## Dataset

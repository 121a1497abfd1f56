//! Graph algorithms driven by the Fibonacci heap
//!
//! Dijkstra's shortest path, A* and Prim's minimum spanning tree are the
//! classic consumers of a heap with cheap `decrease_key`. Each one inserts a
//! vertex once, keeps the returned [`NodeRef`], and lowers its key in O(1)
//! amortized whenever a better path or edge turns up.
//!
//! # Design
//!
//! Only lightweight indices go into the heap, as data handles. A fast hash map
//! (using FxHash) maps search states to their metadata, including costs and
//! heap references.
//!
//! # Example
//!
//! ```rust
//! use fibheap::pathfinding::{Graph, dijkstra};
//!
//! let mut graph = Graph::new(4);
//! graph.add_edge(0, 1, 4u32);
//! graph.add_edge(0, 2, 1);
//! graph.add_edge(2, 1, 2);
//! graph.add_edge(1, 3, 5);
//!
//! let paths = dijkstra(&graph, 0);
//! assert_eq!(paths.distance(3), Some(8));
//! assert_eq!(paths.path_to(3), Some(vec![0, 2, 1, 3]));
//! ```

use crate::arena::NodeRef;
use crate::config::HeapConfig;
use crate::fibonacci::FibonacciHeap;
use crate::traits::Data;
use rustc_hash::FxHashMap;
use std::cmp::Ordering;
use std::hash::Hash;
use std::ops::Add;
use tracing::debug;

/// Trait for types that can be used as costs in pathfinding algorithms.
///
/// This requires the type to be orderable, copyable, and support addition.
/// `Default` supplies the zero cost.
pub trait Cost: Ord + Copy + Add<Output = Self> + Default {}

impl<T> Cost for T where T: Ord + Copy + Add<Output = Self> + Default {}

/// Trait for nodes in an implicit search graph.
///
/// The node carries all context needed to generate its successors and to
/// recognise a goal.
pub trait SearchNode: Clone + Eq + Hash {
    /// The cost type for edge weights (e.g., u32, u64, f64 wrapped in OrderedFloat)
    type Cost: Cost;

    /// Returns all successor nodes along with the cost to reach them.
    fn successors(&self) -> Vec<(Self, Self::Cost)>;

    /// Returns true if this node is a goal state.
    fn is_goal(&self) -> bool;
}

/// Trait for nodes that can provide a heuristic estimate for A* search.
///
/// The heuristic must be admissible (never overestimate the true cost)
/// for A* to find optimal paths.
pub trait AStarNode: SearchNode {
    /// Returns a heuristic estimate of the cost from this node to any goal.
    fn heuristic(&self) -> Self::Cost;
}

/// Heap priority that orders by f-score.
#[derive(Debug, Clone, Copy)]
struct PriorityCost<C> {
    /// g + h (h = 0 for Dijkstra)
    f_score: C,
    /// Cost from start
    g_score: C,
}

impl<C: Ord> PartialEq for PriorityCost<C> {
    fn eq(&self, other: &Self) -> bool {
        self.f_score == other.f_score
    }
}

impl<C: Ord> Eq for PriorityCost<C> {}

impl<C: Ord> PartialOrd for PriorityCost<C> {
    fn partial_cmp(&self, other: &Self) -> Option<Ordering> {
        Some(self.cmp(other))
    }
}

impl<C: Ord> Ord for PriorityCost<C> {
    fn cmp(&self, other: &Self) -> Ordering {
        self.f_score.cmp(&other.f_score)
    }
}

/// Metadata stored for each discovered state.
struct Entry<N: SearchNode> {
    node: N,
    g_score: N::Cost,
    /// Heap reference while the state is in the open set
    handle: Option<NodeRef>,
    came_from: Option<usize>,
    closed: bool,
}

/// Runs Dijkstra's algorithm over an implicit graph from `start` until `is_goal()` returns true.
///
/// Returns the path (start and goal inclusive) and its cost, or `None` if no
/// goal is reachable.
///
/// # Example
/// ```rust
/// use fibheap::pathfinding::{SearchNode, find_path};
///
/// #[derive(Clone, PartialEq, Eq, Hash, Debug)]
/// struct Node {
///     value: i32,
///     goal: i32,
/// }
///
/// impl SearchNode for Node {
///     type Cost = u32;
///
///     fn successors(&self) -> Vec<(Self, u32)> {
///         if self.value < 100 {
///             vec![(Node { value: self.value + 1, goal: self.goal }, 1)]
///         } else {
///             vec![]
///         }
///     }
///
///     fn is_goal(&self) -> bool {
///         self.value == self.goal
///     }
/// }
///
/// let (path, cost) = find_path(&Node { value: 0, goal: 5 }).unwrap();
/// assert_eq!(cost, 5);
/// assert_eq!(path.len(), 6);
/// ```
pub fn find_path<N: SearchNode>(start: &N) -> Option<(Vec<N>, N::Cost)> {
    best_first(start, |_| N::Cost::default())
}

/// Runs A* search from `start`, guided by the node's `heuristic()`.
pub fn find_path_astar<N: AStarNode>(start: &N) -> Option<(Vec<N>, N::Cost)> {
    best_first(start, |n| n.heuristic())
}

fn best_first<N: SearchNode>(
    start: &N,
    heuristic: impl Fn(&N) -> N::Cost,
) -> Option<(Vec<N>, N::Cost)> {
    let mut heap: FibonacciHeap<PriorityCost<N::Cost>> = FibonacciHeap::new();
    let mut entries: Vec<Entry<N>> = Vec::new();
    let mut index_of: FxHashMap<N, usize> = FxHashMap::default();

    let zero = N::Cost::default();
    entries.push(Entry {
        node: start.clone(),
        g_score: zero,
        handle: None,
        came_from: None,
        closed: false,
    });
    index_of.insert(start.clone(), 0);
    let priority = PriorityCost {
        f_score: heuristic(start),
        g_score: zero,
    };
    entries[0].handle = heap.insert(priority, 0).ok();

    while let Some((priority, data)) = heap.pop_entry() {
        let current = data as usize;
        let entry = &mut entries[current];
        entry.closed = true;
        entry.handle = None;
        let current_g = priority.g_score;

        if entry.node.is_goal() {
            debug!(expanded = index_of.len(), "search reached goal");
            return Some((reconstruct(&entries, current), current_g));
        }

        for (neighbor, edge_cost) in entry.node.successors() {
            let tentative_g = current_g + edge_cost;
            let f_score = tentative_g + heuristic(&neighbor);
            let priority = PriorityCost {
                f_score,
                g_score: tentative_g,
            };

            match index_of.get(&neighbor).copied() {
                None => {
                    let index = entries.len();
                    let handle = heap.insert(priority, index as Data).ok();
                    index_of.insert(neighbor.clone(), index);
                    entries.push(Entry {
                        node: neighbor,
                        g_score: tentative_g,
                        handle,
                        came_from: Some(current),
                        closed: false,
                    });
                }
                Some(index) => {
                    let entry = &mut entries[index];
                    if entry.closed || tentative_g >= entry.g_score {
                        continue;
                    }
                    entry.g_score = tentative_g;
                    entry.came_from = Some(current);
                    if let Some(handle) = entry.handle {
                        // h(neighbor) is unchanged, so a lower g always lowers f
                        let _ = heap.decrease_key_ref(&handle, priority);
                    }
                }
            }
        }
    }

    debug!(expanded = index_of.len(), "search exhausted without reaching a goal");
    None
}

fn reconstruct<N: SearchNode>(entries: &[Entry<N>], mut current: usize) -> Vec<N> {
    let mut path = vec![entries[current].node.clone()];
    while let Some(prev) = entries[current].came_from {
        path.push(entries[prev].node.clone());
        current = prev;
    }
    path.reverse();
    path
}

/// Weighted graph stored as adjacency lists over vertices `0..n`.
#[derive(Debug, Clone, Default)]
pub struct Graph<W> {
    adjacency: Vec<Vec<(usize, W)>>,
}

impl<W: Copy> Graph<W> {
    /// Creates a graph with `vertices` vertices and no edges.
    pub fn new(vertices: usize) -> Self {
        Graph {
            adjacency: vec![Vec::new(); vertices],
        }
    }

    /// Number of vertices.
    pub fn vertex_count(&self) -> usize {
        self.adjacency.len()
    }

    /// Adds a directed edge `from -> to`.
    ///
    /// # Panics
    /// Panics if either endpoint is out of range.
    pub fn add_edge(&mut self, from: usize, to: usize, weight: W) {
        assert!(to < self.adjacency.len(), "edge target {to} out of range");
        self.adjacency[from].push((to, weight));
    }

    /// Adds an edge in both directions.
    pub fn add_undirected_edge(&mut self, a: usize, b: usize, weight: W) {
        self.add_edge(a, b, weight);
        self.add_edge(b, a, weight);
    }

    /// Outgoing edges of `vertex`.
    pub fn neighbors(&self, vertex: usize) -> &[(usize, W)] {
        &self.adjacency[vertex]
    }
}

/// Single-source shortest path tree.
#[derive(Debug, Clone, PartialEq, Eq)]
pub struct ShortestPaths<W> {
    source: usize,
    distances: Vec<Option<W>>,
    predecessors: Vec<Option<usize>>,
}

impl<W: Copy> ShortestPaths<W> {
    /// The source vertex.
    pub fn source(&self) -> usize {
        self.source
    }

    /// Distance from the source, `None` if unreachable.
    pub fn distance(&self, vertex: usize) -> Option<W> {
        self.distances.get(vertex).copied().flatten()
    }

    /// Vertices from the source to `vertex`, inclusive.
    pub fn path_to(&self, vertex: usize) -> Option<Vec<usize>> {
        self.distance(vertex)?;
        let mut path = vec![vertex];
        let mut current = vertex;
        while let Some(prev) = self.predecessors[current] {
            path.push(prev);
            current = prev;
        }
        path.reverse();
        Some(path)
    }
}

## Problem statement
Print exactly the lines from the beginning of the entries through the line with "including costs and". Output nothing more.

## Solution
repository 121a1497abfd1f56
//! Graph algorithms driven by the Fibonacci heap
//!
//! Dijkstra's shortest path, A* and Prim's minimum spanning tree are the
//! classic consumers of a heap with cheap `decrease_key`. Each one inserts a
//! vertex once, keeps the returned [`NodeRef`], and lowers its key in O(1)
//! amortized whenever a better path or edge turns up.
//!
//! # Design
//!
//! Only lightweight indices go into the heap, as data handles. A fast hash map
//! (using FxHash) maps search states to their metadata, including costs and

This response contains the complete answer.